The plant species Solanum chrysotrichum is widely used in Mexican Traditional Medicine of the Highlands of Chiapas as a remedy for the treatment of ”athlete’s foot”. Previous pharmacological studies have demonstrated the antimycotic in vitro effect of the leaves from S. chrysotrichum against Trichophyton mentagrophytes, T. rubrum, Microsporum gypseum and Candida albicans [7], [8], while controlled clinical trials verified the effectiveness of this plant for treating Tinea pedis with high rates of clinical and mycological effectiveness without producing side effects [9].
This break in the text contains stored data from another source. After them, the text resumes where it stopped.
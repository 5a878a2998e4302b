#![forbid(unsafe_code)]

//! Collaborative mind-map tree model (headless).
//!
//! Design goals:
//! - deterministic, testable state transitions (no hidden singletons, no wall-clock
//!   reads outside the injectable [`Clock`])
//! - a single rooted tree as the only shared resource, mutated by one turn owner
//!   at a time
//! - remote mutations merge against local in-flight edits without ever clobbering
//!   what the user is actively typing

pub mod cache;
pub mod clock;
pub mod content;
pub mod error;
pub mod events;
pub mod geom;
pub mod history;
pub mod merge;
pub mod node;
pub mod order;
pub mod registry;
pub mod restructure;
pub mod snapshot;
pub mod tree;

pub use cache::PositionCache;
pub use clock::Clock;
pub use content::{ImageRef, NodeContent, RichText};
pub use error::{Error, Result};
pub use events::{RemoteEnvelope, RemoteEvent};
pub use geom::{Bounds, Point, Rect};
pub use history::HistoryRing;
pub use merge::{MergeEngine, MergeOutcome, RelayoutScope};
pub use node::{Node, NodeBadges, NodeRecord, Size};
pub use order::OrderIndex;
pub use registry::PendingEditRegistry;
pub use restructure::{DragState, DropPosition, ReparentOutcome, reparent};
pub use snapshot::{EdgeSnapshot, NodeSnapshot};
pub use tree::{Edge, ROOT_ID, TreeState};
Different phytochemical and microbiological studies have reported the isolation, structure identification, and quantification of some spirostanic saponins, which have different degrees of antimycotic activity: (6α-O-β-D-xylopyranosyl-(1→3)-β-D-quinovopyranosyl-(25R)-5α-spirostan-3β-ol (SC-2), 6α-O-β-D-xylopyranosyl-(25R)-5α-spirostan-3β-ol (SC-3), 6α-O-β-D-quinovopyranosyl-(25R)-5α-spirostan-3β-ol (SC-4), 6-α-O-α-L-rhamnopyranosyl-(1→3)-β-D-quinovopyranosyl-(25R)-5α-spirostan-3β-ol (SC-5) and 6α-O-α-L-rhamnopyranosyl-(1→3)-β-D-quinovopyranosyl-(25R)-5α-spirostan-3β, 23α-diol (SC-6), with SC-2 being the most active [10], [11]. The aim of the present study was to compare the clinical and mycological effectiveness, as well as the tolerability of a phytopharmaceutical prepared as shampoo with 12.5 % of a S. chrysotrichum extract (standardized on the spirostanic saponins content), with 2 % ketoconazole, also formulated as shampoo, on the topical treatment of Pityriasis capitis associated with the infection of yeast from the Malassezia genus.
#Material and Methods
#Plant material and extract preparation
Solanum chrysotrichum Schldh. (Solanaceae) leaves were collected from a controlled crop in the town of Xochitepec, in the State of Morelos, Mexico. Voucher samples were prepared and stored for reference at the IMSSM herbarium under the code 13 082 and 13 083. The collected plant material, once dry (11.4 kg), was extracted by maceration with n-hexane and subsequently with methanol for 24 h at room temperature (35 L, three times each). The n-hexane extract was discarded and the methanol extract (1403 g, 12.3 %) was decolored on activated charcoal (Merck) using methanol as eluent and obtaining a yield of 1194 g (10.47 %). Finally, the product was evaporated to dryness in a rotary evaporator under reduced pressure and stored at -20 °C until it was prepared for pharmaceutical presentation. The chromatographic analysis of this extract (see below) determined the concentration of the antimycotic steroidal saponins as follows: SC-2, 6.50 mg/g; SC-3, 2.49 mg/g; SC-4, 4.58 mg/g; SC-5, 7.50 mg/g and SC-6, 31.42 mg/g. Total content of the antimycotic saponins was 52.49 mg/g (0.524 %). For the experimental treatment, plastic containers were prepared with a 60 g mixture of neuter shampoo and the dry S. chrysotrichum extract (12.5 %). Similarly, an identical control treatment was also prepared, which contained a 60 g mixture prepared with neuter shampoo and ketoconazole (2 %). With the aim to blind the experimental procedure, in this case, an inert pigment was added in order to produce a coloring similar to that of the experimental treatment.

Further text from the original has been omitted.